Special Olympians are Gold Medalists

The Nashoba Chieftains Special Olympics basketball team with their Gold Medals
Courtesy Peggy Kennedy

By Ellen Oliver

Thomas Jefferson said, “I’m a great believer in luck, and I find the harder I work, the more I have of it.” The Nashoba Chieftain Special Olympics basketball team has been working hard since last June to prepare for a berth in the Massachusetts Special Olympics state championships. And guess what? Those lucky ducks came home with gold medals.

The Special Olympics of Massachusetts (SOMA) Winter Games ran over March 9 and 10 with the basketball tournaments held at eight locations around Worcester. There were 166 teams competing from across the Commonwealth, organized into divisions based on age and whether or not there are helpers on the team (unified). The Nashoba Chieftains played their four games in the under 22, traditional (no volunteers on the court) division at the Worcester Technical High School.

The first game was on Saturday, March 9, against the Lawrence Lil Mite Lancers. The Lancers gave the Chieftains a game, but Nashoba prevailed 36-22. A few hours later, Nashoba defeated the Learning Prep School Team B 32-18.

Stow resident Nick Giovinazzo is one of 11 players on the Nashoba Chieftains team. Giovinazzo said, “My team is going well. I feel we can do it. We all do our best to make our coach proud.”

Sunday morning started with a 9:20 am game that had the Chieftains battling with the STEP Dogs to a 40-18 victory. Finally the HC Stingers fell to the Chieftains 50-26, naming the undefeated Nashoba Chieftains Special Olympic gold medalists.

Coach Brendan Aylward said the key to the team’s victory was solid basketball skills. “As a team, we learned a lot about boxing out

Gold! Nick Giovinazzo jumps into the arms of Coach Brendan Aylward
Peggy Kennedy

and talked about zone defense. They started to understand where to go,” he said. “On offense, we did a good job of passing the ball, something a lot of other teams didn’t do as well.” The passing skills also allowed almost every member of the team to score over the course of the tournament.

During the medals ceremony, the tournament volunteers lined up to high-five each player as the names were announced and the player ran in to receive a medal. “They were pretty pumped up,” said Aylward. “Everyone was really excited.”

The Chieftain’s winning spirit may have been sparked during the assessment round back on February 2. After the two games at Bridgewater/Raynham High School which allowed the coaches and officials to place the teams in appropriate divisions, Aylward said he noticed a difference in his team. “After the assessment round they seemed to realize they were competing,” he explained. “They got much better taking the ball from the other team and not letting them score.”

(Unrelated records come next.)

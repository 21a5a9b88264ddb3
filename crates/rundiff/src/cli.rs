use clap::Parser;
use std::path::PathBuf;

#[derive(Parser, Debug)]
#[command(
    name = "rundiff",
    version,
    about = "View the file changes of an agent run, unified or side by side"
)]
pub struct Cli {
    /// Run diff JSON document (`-` or omitted reads stdin)
    pub input: Option<PathBuf>,

    /// Start in split (side-by-side) mode
    #[arg(short, long)]
    pub split: bool,

    /// Start with every file expanded
    #[arg(short = 'a', long)]
    pub expand_all: bool,

    /// Print the diff as plain text instead of opening the viewer
    #[arg(short, long, conflicts_with = "check")]
    pub print: bool,

    /// Only validate the document and print its summary
    #[arg(long)]
    pub check: bool,

    /// Column width of each side in printed split output
    #[arg(long, default_value = "60")]
    pub width: usize,

    /// Enable debug logging
    #[arg(long)]
    pub debug: bool,

    /// Path to configuration file
    #[arg(long)]
    pub config: Option<PathBuf>,
}

impl Cli {
    /// The input path, or `None` for stdin
    pub fn input_path(&self) -> Option<&PathBuf> {
        self.input.as_ref().filter(|p| p.as_os_str() != "-")
    }
}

Giovinazzo said that on the court, most of the communication focuses on encouragement, not setting plays. “I say ‘good game’ to my teammates and ‘good job.’ We have fun,” he said. Giovinazzo also praised his coach. “Brendan is really nice. He motivates us and gets our hearts pumping.”

Aylward, who had assistance coaching from James Ryan and Erin O’Donnell, said the best part of this experience for him is seeing the relationships develop between his players. “A lot of the kids are close friends now outside of basketball. The parents thank us that their kids are part of this team.”